» TASK TO CARRY OUT
Restate verbatim the span of lines below between the line with "header: space before" and the line with "None => return", including those two lines, and only that span.
[[ LISTED RECORDS, beginning ]]
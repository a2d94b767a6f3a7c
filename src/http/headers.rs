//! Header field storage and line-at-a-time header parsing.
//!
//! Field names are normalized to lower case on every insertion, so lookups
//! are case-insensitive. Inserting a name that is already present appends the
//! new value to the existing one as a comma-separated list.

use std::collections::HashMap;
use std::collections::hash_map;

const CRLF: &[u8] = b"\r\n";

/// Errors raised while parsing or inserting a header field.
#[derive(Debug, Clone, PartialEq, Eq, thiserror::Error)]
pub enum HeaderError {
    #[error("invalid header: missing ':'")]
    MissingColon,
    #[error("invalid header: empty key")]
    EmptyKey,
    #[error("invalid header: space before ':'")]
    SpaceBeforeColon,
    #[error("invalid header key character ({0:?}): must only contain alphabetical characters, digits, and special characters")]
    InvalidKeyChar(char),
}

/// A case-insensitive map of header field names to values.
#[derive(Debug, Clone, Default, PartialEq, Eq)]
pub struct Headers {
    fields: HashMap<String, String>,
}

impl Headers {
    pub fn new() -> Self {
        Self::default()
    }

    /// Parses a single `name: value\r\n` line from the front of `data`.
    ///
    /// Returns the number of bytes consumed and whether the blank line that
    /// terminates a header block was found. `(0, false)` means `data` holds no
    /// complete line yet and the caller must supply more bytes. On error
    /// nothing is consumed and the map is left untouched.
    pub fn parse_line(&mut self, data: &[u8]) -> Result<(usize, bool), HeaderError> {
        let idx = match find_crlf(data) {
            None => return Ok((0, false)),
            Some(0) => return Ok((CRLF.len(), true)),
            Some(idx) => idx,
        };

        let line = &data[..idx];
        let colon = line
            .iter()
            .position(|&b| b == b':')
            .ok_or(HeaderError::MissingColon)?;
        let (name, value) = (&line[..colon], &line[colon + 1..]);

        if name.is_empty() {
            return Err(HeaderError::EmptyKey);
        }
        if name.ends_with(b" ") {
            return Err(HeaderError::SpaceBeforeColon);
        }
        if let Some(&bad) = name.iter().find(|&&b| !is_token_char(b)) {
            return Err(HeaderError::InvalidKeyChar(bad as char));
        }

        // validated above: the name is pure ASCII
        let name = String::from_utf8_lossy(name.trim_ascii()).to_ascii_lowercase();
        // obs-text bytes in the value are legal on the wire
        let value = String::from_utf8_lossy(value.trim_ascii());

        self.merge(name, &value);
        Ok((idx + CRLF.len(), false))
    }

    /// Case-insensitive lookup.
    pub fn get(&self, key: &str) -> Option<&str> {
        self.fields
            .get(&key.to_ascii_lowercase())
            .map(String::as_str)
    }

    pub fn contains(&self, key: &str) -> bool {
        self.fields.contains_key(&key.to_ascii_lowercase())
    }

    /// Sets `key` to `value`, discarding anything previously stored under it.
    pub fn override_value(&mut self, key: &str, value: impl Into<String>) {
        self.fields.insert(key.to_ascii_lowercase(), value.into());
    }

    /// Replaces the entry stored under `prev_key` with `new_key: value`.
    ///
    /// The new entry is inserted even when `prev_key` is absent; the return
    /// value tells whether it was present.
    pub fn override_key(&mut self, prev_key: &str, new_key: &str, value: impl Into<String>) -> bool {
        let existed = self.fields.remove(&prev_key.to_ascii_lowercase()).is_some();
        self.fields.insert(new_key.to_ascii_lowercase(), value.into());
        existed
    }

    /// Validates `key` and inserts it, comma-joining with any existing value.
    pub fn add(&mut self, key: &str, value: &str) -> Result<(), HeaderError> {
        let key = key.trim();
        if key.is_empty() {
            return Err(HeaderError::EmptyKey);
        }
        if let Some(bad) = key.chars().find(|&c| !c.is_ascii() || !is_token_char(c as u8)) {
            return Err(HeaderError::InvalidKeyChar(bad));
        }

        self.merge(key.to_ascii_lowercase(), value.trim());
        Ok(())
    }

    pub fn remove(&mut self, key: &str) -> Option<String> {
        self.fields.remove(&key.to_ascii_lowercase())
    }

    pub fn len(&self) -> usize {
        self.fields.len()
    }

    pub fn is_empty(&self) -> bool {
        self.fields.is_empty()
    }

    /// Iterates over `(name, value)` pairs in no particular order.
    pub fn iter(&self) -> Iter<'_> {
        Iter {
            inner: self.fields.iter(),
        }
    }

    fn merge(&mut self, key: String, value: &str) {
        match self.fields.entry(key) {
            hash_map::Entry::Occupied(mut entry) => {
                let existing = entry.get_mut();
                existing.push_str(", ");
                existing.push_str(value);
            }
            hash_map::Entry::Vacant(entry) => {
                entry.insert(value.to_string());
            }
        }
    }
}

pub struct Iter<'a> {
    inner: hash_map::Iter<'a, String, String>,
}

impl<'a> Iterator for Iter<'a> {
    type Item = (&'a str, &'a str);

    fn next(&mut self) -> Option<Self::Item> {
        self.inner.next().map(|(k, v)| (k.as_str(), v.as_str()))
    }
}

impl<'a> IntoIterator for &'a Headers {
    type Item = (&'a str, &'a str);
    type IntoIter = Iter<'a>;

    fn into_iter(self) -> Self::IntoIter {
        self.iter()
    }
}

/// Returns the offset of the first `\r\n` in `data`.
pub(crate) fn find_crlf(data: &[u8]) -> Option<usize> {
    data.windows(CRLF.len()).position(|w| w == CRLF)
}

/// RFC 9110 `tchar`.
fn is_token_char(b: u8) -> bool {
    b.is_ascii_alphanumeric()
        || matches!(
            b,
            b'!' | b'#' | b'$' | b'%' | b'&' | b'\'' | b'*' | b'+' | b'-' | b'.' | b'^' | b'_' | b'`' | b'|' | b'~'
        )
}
[[ LISTED RECORDS, end ]]
» OUTPUT
    #[error("invalid header: space before ':'")]
    SpaceBeforeColon,
    #[error("invalid header key character ({0:?}): must only contain alphabetical characters, digits, and special characters")]
    InvalidKeyChar(char),
}

/// A case-insensitive map of header field names to values.
#[derive(Debug, Clone, Default, PartialEq, Eq)]
pub struct Headers {
    fields: HashMap<String, String>,
}

impl Headers {
    pub fn new() -> Self {
        Self::default()
    }

    /// Parses a single `name: value\r\n` line from the front of `data`.
    ///
    /// Returns the number of bytes consumed and whether the blank line that
    /// terminates a header block was found. `(0, false)` means `data` holds no
    /// complete line yet and the caller must supply more bytes. On error
    /// nothing is consumed and the map is left untouched.
    pub fn parse_line(&mut self, data: &[u8]) -> Result<(usize, bool), HeaderError> {
        let idx = match find_crlf(data) {
            None => return Ok((0, false)),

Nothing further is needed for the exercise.